What needs to be done — Give back exactly the lines of the entries below from the line with "exchange ratings while" to the line with "fn ended_product(seller: &User, days_ago: i64)", inclusive, and only those.

** Opening Extracted data block **

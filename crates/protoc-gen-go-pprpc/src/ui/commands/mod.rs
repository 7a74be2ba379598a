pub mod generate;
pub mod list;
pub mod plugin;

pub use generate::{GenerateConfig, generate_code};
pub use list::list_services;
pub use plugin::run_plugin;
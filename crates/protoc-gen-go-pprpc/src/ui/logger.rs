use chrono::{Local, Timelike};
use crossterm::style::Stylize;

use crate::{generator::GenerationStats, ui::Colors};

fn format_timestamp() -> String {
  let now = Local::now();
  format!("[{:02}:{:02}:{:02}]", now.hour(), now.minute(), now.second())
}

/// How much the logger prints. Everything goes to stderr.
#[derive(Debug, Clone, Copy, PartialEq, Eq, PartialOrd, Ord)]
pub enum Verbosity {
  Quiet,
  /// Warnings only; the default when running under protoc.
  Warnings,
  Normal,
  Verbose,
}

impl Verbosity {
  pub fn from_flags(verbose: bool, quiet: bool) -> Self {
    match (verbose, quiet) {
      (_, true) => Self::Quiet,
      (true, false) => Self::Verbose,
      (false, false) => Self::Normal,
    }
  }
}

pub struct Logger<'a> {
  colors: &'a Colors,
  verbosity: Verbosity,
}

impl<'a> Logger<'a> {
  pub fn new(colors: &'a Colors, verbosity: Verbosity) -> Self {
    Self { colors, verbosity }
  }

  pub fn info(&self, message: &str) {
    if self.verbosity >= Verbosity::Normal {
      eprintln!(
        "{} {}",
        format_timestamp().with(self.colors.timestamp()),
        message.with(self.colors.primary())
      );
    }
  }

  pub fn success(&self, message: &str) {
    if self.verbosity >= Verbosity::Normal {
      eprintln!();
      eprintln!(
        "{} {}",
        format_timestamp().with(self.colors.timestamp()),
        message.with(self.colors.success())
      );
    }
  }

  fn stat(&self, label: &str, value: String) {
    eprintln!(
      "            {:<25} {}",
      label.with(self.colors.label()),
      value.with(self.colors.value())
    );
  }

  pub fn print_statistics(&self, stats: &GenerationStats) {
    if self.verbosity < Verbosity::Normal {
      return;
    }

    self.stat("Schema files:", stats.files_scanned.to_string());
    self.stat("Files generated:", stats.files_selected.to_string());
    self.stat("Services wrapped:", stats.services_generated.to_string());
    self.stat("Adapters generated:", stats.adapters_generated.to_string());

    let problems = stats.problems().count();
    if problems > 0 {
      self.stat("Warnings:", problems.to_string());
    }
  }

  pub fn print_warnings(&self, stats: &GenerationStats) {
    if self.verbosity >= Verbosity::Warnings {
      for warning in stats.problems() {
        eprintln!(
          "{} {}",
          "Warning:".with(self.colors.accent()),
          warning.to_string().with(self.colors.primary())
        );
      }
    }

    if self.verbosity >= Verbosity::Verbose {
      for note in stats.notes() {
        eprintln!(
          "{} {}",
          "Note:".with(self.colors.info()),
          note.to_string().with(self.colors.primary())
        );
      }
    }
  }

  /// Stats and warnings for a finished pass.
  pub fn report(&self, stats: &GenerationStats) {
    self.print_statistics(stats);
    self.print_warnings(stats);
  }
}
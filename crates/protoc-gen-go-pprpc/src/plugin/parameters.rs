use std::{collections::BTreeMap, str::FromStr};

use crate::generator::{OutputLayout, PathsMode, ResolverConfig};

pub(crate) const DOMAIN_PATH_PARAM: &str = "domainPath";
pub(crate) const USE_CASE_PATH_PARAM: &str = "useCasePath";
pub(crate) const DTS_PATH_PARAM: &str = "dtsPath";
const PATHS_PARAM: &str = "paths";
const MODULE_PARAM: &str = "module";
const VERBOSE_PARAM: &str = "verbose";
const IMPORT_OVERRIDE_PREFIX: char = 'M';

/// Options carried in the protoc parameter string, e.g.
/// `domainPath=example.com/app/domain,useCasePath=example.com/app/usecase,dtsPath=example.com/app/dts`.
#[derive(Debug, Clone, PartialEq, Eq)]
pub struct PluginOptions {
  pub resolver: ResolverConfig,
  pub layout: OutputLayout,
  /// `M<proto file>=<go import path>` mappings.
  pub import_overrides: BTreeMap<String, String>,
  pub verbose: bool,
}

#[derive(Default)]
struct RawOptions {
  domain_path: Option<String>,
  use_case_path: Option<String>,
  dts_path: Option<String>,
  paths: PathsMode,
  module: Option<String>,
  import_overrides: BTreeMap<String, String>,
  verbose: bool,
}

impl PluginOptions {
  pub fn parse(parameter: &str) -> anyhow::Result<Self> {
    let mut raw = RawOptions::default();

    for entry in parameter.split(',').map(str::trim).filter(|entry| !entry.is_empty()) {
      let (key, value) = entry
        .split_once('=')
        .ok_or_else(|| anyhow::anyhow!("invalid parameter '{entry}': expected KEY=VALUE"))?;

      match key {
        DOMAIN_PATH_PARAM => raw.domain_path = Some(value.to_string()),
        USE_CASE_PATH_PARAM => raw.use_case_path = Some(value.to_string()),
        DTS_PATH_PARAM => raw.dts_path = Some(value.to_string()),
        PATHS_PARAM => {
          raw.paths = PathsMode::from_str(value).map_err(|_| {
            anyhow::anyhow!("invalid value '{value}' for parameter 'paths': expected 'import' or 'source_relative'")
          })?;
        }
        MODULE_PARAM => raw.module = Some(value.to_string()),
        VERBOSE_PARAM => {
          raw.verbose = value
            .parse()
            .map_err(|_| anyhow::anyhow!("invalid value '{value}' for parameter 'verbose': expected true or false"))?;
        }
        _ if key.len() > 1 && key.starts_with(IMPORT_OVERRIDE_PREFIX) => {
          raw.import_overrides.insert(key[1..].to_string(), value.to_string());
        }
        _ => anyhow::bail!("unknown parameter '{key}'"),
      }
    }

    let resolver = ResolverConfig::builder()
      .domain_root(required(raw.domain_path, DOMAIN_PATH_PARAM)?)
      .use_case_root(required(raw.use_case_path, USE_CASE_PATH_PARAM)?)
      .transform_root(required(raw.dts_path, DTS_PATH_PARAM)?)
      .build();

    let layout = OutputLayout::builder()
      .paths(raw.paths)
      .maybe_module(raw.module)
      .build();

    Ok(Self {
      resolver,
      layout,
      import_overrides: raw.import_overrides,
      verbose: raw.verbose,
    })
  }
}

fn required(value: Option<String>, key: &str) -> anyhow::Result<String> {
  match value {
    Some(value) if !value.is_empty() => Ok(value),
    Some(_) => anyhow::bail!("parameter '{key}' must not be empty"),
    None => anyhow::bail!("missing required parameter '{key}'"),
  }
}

** Closing Extracted data block **
** Opening Extracted data block **

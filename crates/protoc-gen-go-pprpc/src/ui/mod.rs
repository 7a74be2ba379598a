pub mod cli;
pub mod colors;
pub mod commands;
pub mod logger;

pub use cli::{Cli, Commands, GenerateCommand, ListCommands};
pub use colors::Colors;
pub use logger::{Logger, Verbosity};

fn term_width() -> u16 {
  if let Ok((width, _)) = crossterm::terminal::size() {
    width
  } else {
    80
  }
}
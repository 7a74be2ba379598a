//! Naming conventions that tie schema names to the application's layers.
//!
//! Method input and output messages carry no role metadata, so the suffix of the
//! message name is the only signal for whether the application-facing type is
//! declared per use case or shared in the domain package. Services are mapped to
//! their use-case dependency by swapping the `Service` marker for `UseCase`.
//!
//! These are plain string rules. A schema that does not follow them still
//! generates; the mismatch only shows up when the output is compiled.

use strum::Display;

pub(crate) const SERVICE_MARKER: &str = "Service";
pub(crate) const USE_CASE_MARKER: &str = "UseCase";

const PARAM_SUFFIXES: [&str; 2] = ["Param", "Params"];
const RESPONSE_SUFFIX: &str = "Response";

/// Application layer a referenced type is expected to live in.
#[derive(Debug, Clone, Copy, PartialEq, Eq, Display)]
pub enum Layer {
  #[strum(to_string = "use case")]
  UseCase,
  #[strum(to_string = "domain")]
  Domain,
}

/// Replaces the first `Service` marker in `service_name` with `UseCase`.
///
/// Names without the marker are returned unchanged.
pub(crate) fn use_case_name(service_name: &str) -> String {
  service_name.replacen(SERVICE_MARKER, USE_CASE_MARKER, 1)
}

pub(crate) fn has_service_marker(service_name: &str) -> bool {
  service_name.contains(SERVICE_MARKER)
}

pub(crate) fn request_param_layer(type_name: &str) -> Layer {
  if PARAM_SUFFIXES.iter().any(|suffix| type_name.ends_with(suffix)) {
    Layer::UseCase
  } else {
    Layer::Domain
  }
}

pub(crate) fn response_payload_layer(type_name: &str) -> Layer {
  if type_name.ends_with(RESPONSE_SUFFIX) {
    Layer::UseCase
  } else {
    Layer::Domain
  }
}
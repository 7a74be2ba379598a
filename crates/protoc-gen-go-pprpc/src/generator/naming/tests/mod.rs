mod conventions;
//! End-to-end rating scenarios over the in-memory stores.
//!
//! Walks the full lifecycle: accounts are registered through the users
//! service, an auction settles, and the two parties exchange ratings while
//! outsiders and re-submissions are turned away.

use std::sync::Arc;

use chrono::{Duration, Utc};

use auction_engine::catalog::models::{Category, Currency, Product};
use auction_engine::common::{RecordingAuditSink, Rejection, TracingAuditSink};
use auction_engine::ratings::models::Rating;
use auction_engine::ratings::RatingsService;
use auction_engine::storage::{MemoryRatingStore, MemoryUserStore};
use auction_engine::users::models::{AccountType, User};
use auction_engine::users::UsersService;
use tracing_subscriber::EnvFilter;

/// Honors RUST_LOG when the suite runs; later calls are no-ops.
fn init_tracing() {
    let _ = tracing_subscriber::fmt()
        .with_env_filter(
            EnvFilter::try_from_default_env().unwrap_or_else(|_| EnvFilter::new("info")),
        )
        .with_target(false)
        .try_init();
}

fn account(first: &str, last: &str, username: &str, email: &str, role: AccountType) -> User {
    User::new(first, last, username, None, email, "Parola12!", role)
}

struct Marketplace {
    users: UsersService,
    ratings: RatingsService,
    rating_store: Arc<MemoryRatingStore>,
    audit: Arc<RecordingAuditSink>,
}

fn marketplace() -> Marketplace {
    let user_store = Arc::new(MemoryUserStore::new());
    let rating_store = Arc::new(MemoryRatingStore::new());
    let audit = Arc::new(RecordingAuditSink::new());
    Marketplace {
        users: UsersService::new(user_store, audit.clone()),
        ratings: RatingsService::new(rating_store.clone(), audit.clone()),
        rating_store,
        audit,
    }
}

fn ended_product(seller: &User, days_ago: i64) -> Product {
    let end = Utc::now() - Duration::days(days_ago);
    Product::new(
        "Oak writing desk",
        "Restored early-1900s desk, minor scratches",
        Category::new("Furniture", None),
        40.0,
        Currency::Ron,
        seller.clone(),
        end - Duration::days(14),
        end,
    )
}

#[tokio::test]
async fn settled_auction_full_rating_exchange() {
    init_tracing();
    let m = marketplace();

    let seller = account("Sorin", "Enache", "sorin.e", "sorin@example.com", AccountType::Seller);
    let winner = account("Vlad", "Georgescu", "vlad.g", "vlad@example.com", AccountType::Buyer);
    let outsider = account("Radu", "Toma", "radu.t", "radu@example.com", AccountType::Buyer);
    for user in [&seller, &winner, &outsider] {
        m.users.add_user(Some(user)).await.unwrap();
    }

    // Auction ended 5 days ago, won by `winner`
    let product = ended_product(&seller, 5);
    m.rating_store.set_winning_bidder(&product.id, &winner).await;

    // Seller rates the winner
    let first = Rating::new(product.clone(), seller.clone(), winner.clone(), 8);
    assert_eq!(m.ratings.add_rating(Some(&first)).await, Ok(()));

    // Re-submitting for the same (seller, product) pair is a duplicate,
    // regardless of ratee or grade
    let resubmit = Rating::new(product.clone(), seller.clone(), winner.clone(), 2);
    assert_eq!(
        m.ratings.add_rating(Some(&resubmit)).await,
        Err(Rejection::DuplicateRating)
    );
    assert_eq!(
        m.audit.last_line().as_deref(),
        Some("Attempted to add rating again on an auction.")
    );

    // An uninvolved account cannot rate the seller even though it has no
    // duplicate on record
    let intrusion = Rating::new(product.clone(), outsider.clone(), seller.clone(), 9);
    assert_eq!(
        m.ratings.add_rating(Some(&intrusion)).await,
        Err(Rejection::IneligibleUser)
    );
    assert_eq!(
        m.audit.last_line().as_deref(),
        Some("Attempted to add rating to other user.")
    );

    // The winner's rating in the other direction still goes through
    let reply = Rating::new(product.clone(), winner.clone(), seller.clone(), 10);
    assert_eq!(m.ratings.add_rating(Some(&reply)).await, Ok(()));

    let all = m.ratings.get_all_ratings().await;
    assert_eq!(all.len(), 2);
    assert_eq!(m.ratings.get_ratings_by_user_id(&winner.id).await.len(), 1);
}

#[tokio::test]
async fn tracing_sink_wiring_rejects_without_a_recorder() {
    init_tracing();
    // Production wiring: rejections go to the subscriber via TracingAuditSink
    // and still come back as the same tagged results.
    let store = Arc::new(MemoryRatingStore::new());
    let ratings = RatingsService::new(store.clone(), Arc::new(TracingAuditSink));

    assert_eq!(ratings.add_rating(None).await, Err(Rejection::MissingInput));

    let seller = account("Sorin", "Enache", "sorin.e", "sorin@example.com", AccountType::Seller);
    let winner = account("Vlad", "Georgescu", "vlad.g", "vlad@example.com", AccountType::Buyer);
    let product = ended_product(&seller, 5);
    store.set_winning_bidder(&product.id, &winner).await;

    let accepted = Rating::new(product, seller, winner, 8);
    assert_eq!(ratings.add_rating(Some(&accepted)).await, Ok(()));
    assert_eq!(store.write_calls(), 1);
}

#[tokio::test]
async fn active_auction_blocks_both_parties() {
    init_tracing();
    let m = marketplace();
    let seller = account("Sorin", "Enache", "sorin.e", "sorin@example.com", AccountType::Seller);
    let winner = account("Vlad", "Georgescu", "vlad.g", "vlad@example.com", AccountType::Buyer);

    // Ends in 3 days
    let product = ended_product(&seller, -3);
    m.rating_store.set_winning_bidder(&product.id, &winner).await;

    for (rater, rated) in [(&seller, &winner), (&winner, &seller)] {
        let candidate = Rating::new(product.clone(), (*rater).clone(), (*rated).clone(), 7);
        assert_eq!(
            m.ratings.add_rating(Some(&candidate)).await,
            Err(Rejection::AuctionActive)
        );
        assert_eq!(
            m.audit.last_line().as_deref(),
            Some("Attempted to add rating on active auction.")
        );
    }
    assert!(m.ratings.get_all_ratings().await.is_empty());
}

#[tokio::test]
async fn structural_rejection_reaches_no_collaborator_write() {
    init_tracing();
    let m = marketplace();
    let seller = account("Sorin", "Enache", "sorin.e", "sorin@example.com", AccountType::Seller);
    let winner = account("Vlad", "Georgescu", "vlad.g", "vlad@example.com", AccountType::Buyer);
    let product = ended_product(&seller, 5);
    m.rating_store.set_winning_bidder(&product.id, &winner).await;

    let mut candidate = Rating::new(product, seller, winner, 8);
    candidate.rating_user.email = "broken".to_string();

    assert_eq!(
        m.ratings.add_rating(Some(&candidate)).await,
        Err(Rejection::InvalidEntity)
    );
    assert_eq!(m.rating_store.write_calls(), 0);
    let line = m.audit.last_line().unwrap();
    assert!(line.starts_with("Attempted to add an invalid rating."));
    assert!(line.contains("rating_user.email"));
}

** Closing Extracted data block **

Problem solution —
//! service, an auction settles, and the two parties exchange ratings while
//! outsiders and re-submissions are turned away.

use std::sync::Arc;

use chrono::{Duration, Utc};

use auction_engine::catalog::models::{Category, Currency, Product};
use auction_engine::common::{RecordingAuditSink, Rejection, TracingAuditSink};
use auction_engine::ratings::models::Rating;
use auction_engine::ratings::RatingsService;
use auction_engine::storage::{MemoryRatingStore, MemoryUserStore};
use auction_engine::users::models::{AccountType, User};
use auction_engine::users::UsersService;
use tracing_subscriber::EnvFilter;

/// Honors RUST_LOG when the suite runs; later calls are no-ops.
fn init_tracing() {
    let _ = tracing_subscriber::fmt()
        .with_env_filter(
            EnvFilter::try_from_default_env().unwrap_or_else(|_| EnvFilter::new("info")),
        )
        .with_target(false)
        .try_init();
}

fn account(first: &str, last: &str, username: &str, email: &str, role: AccountType) -> User {
    User::new(first, last, username, None, email, "Parola12!", role)
}

struct Marketplace {
    users: UsersService,
    ratings: RatingsService,
    rating_store: Arc<MemoryRatingStore>,
    audit: Arc<RecordingAuditSink>,
}

fn marketplace() -> Marketplace {
    let user_store = Arc::new(MemoryUserStore::new());
    let rating_store = Arc::new(MemoryRatingStore::new());
    let audit = Arc::new(RecordingAuditSink::new());
    Marketplace {
        users: UsersService::new(user_store, audit.clone()),
        ratings: RatingsService::new(rating_store.clone(), audit.clone()),
        rating_store,
        audit,
    }
}

fn ended_product(seller: &User, days_ago: i64) -> Product {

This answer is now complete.